WORK INSTRUCTION:
Go through the records below and return each line that has "vector" in it.
RECORDS SUPPLIED below:
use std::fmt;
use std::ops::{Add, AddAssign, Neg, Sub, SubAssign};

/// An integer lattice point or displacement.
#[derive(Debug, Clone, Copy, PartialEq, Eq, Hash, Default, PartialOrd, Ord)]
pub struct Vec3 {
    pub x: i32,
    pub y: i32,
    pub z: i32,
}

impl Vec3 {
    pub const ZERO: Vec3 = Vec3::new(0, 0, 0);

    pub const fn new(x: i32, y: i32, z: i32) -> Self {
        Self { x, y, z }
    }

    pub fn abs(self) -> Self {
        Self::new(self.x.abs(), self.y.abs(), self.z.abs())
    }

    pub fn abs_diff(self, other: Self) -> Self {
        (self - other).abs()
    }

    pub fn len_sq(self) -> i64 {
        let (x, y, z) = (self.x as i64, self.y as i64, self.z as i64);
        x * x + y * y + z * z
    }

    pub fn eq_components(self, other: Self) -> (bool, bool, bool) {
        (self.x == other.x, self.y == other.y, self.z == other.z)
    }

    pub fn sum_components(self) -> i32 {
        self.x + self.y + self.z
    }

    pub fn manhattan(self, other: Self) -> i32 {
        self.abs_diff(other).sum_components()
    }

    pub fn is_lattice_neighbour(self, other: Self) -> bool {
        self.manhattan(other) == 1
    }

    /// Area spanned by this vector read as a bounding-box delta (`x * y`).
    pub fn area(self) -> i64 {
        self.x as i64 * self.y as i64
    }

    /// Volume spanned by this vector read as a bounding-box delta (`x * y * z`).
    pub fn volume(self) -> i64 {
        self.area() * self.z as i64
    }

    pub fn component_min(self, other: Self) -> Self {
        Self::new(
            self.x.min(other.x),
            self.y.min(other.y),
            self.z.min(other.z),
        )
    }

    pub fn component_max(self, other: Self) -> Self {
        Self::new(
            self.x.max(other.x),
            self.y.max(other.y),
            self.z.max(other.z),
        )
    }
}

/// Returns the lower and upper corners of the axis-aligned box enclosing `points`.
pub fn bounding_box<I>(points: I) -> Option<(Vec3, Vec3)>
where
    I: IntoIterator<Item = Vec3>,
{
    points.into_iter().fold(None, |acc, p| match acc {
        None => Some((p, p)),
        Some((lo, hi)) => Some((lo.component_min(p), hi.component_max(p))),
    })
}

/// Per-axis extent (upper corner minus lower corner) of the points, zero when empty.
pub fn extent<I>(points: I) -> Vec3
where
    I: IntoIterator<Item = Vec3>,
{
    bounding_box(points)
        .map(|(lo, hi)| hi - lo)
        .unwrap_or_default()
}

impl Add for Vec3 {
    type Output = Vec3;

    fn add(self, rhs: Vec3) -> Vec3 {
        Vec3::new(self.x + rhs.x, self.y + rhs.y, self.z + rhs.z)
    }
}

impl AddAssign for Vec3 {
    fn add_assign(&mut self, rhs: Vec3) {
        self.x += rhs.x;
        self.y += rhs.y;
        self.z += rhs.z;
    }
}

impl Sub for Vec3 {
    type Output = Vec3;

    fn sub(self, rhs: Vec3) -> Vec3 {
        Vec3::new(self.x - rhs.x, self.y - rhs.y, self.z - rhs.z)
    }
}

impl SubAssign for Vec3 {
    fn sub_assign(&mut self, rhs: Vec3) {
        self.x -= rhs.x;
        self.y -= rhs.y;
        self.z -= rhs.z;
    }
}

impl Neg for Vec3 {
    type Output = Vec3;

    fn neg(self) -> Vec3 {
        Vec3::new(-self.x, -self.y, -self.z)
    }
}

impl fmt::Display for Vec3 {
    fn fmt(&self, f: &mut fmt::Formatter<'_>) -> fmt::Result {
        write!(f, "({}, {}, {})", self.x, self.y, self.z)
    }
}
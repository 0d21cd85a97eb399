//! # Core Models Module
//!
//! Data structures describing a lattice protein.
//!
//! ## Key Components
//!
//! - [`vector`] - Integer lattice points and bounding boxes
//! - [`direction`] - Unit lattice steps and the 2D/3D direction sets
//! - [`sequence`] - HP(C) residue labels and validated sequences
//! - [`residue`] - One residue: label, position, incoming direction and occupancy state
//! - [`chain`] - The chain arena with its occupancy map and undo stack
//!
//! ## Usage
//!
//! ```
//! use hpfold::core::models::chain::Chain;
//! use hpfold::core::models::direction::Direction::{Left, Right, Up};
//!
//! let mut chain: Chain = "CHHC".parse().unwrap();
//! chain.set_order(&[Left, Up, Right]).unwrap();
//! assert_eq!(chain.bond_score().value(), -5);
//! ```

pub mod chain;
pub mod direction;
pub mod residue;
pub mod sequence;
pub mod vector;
End of RECORDS SUPPLIED.
TASK RESULT:
    /// Area spanned by this vector read as a bounding-box delta (`x * y`).
    /// Volume spanned by this vector read as a bounding-box delta (`x * y * z`).
//! - [`vector`] - Integer lattice points and bounding boxes
pub mod vector;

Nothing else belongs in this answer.